Most of us have learned that a year has 52 weeks. So why do some calendars have a week numbered 53?
52 Weeks Plus 1 Day
The reason is that a common year in our Gregorian calendar consists of 52 weeks plus 1 day, while a leap year has 52 weeks plus 2 days.
However, countries vary on exactly how they present and number the weeks in their calendars.
Monday or Sunday First?
There are at least six different week numbering systems currently in use around the world.
The most common is the International Standard ISO 8601, where Monday is the first day of the week followed by Tuesday, Wednesday, Thursday, Friday, Saturday, and with Sunday as the seventh and final day. Using ISO 8601 can help diminish uncertainty and confusion when communicating internationally.
Not ISO 8601 in US & Canada
About half the world's population do not follow the ISO standard. Countries like the United States, Canada, Australia, and New Zealand, put Sunday at the start of the week on their calendars.
What is the first day of the week?
Which Years Have 53 Weeks?
The weeks of the year in a Gregorian calendar are numbered from week 1 to week 52 or 53, depending on several varying factors. Most years have 52 weeks, but if the year starts on a Thursday or is a leap year that starts on a Wednesday, that particular year will have 53 numbered weeks. These week numbers are commonly used in some European and Asian countries; but not so much in the United States.
When Is the Weekend?
As the first day of the week varies in different cultures, so does the weekend. The Christian part of the world marks Sunday as their day of rest and worship, while Muslims refer to Friday as their day of rest and prayer.

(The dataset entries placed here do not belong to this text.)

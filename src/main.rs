mod cli_main;

use std::collections::BTreeMap;
use std::io::{self, BufWriter, Write};

use clap::Parser;
use rayon::ThreadPoolBuilder;
use tracing::{debug, info};
use tracing_subscriber::FmtSubscriber;

use cli_main::{Cli, OutputFormat};
use nucleo::io::fasta::read_fasta;
use nucleo::kmer::table::{sorted_entries, Count, CountTable};
use nucleo::kmer::{canonical_kmers, count_kmers_many, reverse_complement};
use nucleo::seq::composition::nt_composition_file;
use nucleo::seq::translate::{translate_lenient, CodonTable};
use nucleo::{CountConfig, NucleoError, Result};

fn main() {
    let cli = Cli::parse();

    let subscriber = FmtSubscriber::builder()
        .with_max_level(if cli.verbose { tracing::Level::DEBUG } else { tracing::Level::INFO })
        .with_writer(io::stderr)
        .finish();
    tracing::subscriber::set_global_default(subscriber).expect("Setting tracing default failed");

    if let Err(e) = run(cli) {
        eprintln!("Error: {}", e);
        std::process::exit(1);
    }
}

fn run(cli: Cli) -> Result<()> {
    let stdout = io::stdout();
    let mut out = BufWriter::new(stdout.lock());

    if let Some(path) = &cli.comp {
        debug!("Computing composition of {}", path.display());
        let comp = nt_composition_file(path)?;
        let total = comp.total() as f64;
        for (nt, count) in comp.iter() {
            writeln!(out, "{} {} ({:.6})", nt, count, count as f64 / total)?;
        }
    } else if let Some(seq) = &cli.rc {
        writeln!(out, "{}", reverse_complement(seq)?)?;
    } else if let Some(seq) = &cli.translate {
        writeln!(out, "{}", translate_lenient(seq, CodonTable::standard())?)?;
    } else if let Some(path) = &cli.count {
        let config = count_config(&cli)?;
        ThreadPoolBuilder::new()
            .num_threads(cli.threads)
            .build_global()
            .map_err(|e| NucleoError::Config(e.to_string()))?;

        info!("Counting {}-mers in {}", config.k, path.display());
        let sequences: Vec<String> = read_fasta(path)?.into_iter().map(|r| r.sequence).collect();
        let raw = count_kmers_many(&sequences, &config)?;

        if cli.canonical {
            write_table(&mut out, &canonical_kmers(&raw, cli.return_all), cli.format)?;
        } else {
            write_table(&mut out, &raw, cli.format)?;
        }
    }

    out.flush()?;
    Ok(())
}

/// Defaults, then the JSON config file, then explicit flags.
fn count_config(cli: &Cli) -> Result<CountConfig> {
    let mut config = match &cli.config {
        Some(path) => CountConfig::from_json_file(path)?,
        None => CountConfig::default(),
    };
    if let Some(k) = cli.k {
        config.k = k;
    }
    if cli.all {
        config.exhaustive = true;
    }
    if let Some(strand) = cli.strand {
        config.strand = strand.into();
    }
    config.validate()?;
    Ok(config)
}

fn write_table<W: Write, C: Count + std::fmt::Display + serde::Serialize>(
    out: &mut W,
    table: &CountTable<C>,
    format: OutputFormat,
) -> Result<()> {
    let entries = sorted_entries(table);
    match format {
        OutputFormat::Tsv => {
            for (kmer, count) in entries {
                writeln!(out, "{}\t{}", kmer, count)?;
            }
        }
        OutputFormat::Json => {
            let ordered: BTreeMap<&str, C> = entries.into_iter().collect();
            serde_json::to_writer_pretty(&mut *out, &ordered)
                .map_err(|e| NucleoError::Io(e.into()))?;
            writeln!(out)?;
        }
    }
    Ok(())
}
pub mod fasta;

The Jewish calendar counts Saturday as the Sabbath—the day of rest and worship.
Some countries use a separate color for the weekends and reserve the black or gray for the weekdays.
There are many different opinions as to how the seven-day week originated, but the most common explanation is that it seems to have originated when Babylonian astrologers assigned planet gods to the days of the week around 700 BCE. The Romans later replaced these names with their own planet gods, and Germanic and Norse people later did the same with some of their gods.